Volume 9, Number 5 July 31, 2008     

Success builds as Build A Plane outlines future plans
By George Wilhelmsen
Two West Side Aviation Academy students at work on a Build A Plane project airplane.
Build A Plane has 80 projects working in the US and two outside the US, including this project in Nigeria.

A program that has its roots in the donation of a derelict Cessna 150 to a high school has developed into a world-class program for introducing our nation’s youth to the joys and job opportunities of aviation. Build A Plane made several announcements at this year’s AirVenture.

The Build A Plane program takes requests from schools around the country and pairs them up with available planes. The aircraft are donated to the schools, which can then use the aircraft and curriculum to help develop and foster their students’ knowledge, interest, and skills in aviation-related topics. At present, the organization has placed 80 aircraft in high schools across the United States, and it even has projects in Nigeria and Bangalore, India.

Cessna has teamed up with Build A Plane and has collaborated with the Department of Energy (DoE) to create an aviation-themed Real World Design Challenge. The program will allow high school students across the country to collaborate online with scientists and engineers from all 17 U.S. DoE laboratories as well as the Oak Ridge National Laboratory to create "greener" aircraft designs. Each teacher who attends and completes the two-day training to learn to use PTC’s Pro/Engineer CAD software receives more than $900,000 worth of free CAD software to use in his or her classroom.

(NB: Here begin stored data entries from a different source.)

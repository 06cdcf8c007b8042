//! User management: list, edit and delete accounts.

use shopfront_core::{BadgeColor, User, UserId, UserUpdate};
use shopfront_storefront::access::AdminAccess;
use shopfront_storefront::api::{ApiClient, ApiError};
use shopfront_storefront::screen::{Applied, ListScreen, Mutation};
use shopfront_storefront::session::Session;
use tracing::{info, instrument};

use crate::filters::{Badge, date};

/// One user in a table row.
#[derive(Debug, Clone, PartialEq, Eq)]
pub struct UserRowView {
    pub id: UserId,
    pub username: String,
    pub email: String,
    pub role: Badge,
    pub joined: String,
}

impl UserRowView {
    #[must_use]
    pub fn new(user: &User) -> Self {
        let color = if user.is_admin {
            BadgeColor::Primary
        } else {
            BadgeColor::Default
        };
        Self {
            id: user.id.clone(),
            username: user.username.clone(),
            email: user.email.clone(),
            role: Badge::new(user.role_label(), color),
            joined: date(user.created_at.as_ref()),
        }
    }
}

/// The admin user table.
#[derive(Debug)]
pub struct UsersScreen {
    client: ApiClient,
    list: ListScreen<User>,
}

impl UsersScreen {
    #[must_use]
    pub fn new(client: &ApiClient, session: &Session, _access: AdminAccess) -> Self {
        Self {
            client: session.client(client),
            list: ListScreen::new("Failed to fetch users"),
        }
    }

    #[must_use]
    pub const fn list(&self) -> &ListScreen<User> {
        &self.list
    }

    #[instrument(skip(self))]
    pub async fn load(&mut self) {
        self.list.start_loading();
        let result = self.client.list_users().await;
        self.list.finish_load(result);
    }

    async fn refetch(&mut self) {
        let result = self.client.list_users().await;
        self.list.finish_refetch(result);
    }

    /// Edit form prefilled from a loaded user.
    #[must_use]
    pub fn edit_form(&self, id: &UserId) -> Option<UserUpdate> {
        self.list.find(id).map(UserUpdate::from)
    }

    /// Save an edit. The returned record replaces the old one in place.
    #[instrument(skip(self, update), fields(user_id = %id))]
    pub async fn edit(&mut self, id: &UserId, update: &UserUpdate) {
        let result = self
            .client
            .update_user(id, update)
            .await
            .map(Applied::Record);
        if result.is_ok() {
            info!("User updated");
        }
        if self.list.settle(Mutation::UserEdit, result) {
            self.refetch().await;
        }
    }

    /// Delete a user, then refetch the table.
    #[instrument(skip(self), fields(user_id = %id))]
    pub async fn delete(&mut self, id: &UserId) {
        let result = self
            .client
            .delete_user(id)
            .await
            .map(|()| Applied::Removed(id.clone()));
        if result.is_ok() {
            info!("User deleted");
        }
        if self.list.settle(Mutation::UserDelete, result) {
            self.refetch().await;
        }
    }

    /// Fetch a single user from the backend, whether or not it is listed.
    ///
    /// # Errors
    ///
    /// Returns an error if the request fails or the backend refuses.
    #[instrument(skip(self), fields(user_id = %id))]
    pub async fn fetch_user(&self, id: &UserId) -> Result<UserRowView, ApiError> {
        let user = self.client.get_user(id).await?;
        Ok(UserRowView::new(&user))
    }

    /// Table rows, in list order.
    #[must_use]
    pub fn rows(&self) -> Vec<UserRowView> {
        self.list.items().iter().map(UserRowView::new).collect()
    }
}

Build A Plane has also teamed up with Glasair and is putting a group of students through its Two Weeks to Taxi factory-build program. The effort is being co-sponsored by the General Aviation Manufacturers Association (GAMA), Garmin, Lycoming, Hartzell, the Thomas Wathen Foundation, Advanced Flight Systems, Aircraft Spruce, Pacific Coast Avionics, and others who will provide the various subsystems and components needed to complete the project. The end result of the project will be the completion of a Glasair Sportsman 2+2 project.

The organization also announced that GAMA is hosting a Build A Plane project at AirVenture. Students from Frankfort High Aviation Academy traveled to AirVenture and are working on the restoration of a classic Aeronca 60-TF during the show. The Aeronca airframe was donated to the Kentucky school courtesy of the Thomas Wathen Foundation. Once the aircraft is restored, it will join another Build A Plane restoration in providing flight training.

Finally, Build A Plane announced a teaming with Snap-on Tools, which will provide, with the assistance of the Professional Aviation Maintenance Association, a core set of tools required for most aviation projects. The tools will be offered at the company’s preferred education pricing.

Build A Plane is a 501(c)(3) not-for-profit organization that is seeking other aircraft projects to pair with open requests. For more information or to donate an airplane, visit Build A Plane online at www.BuildAPlane.org or call 920-279-3714.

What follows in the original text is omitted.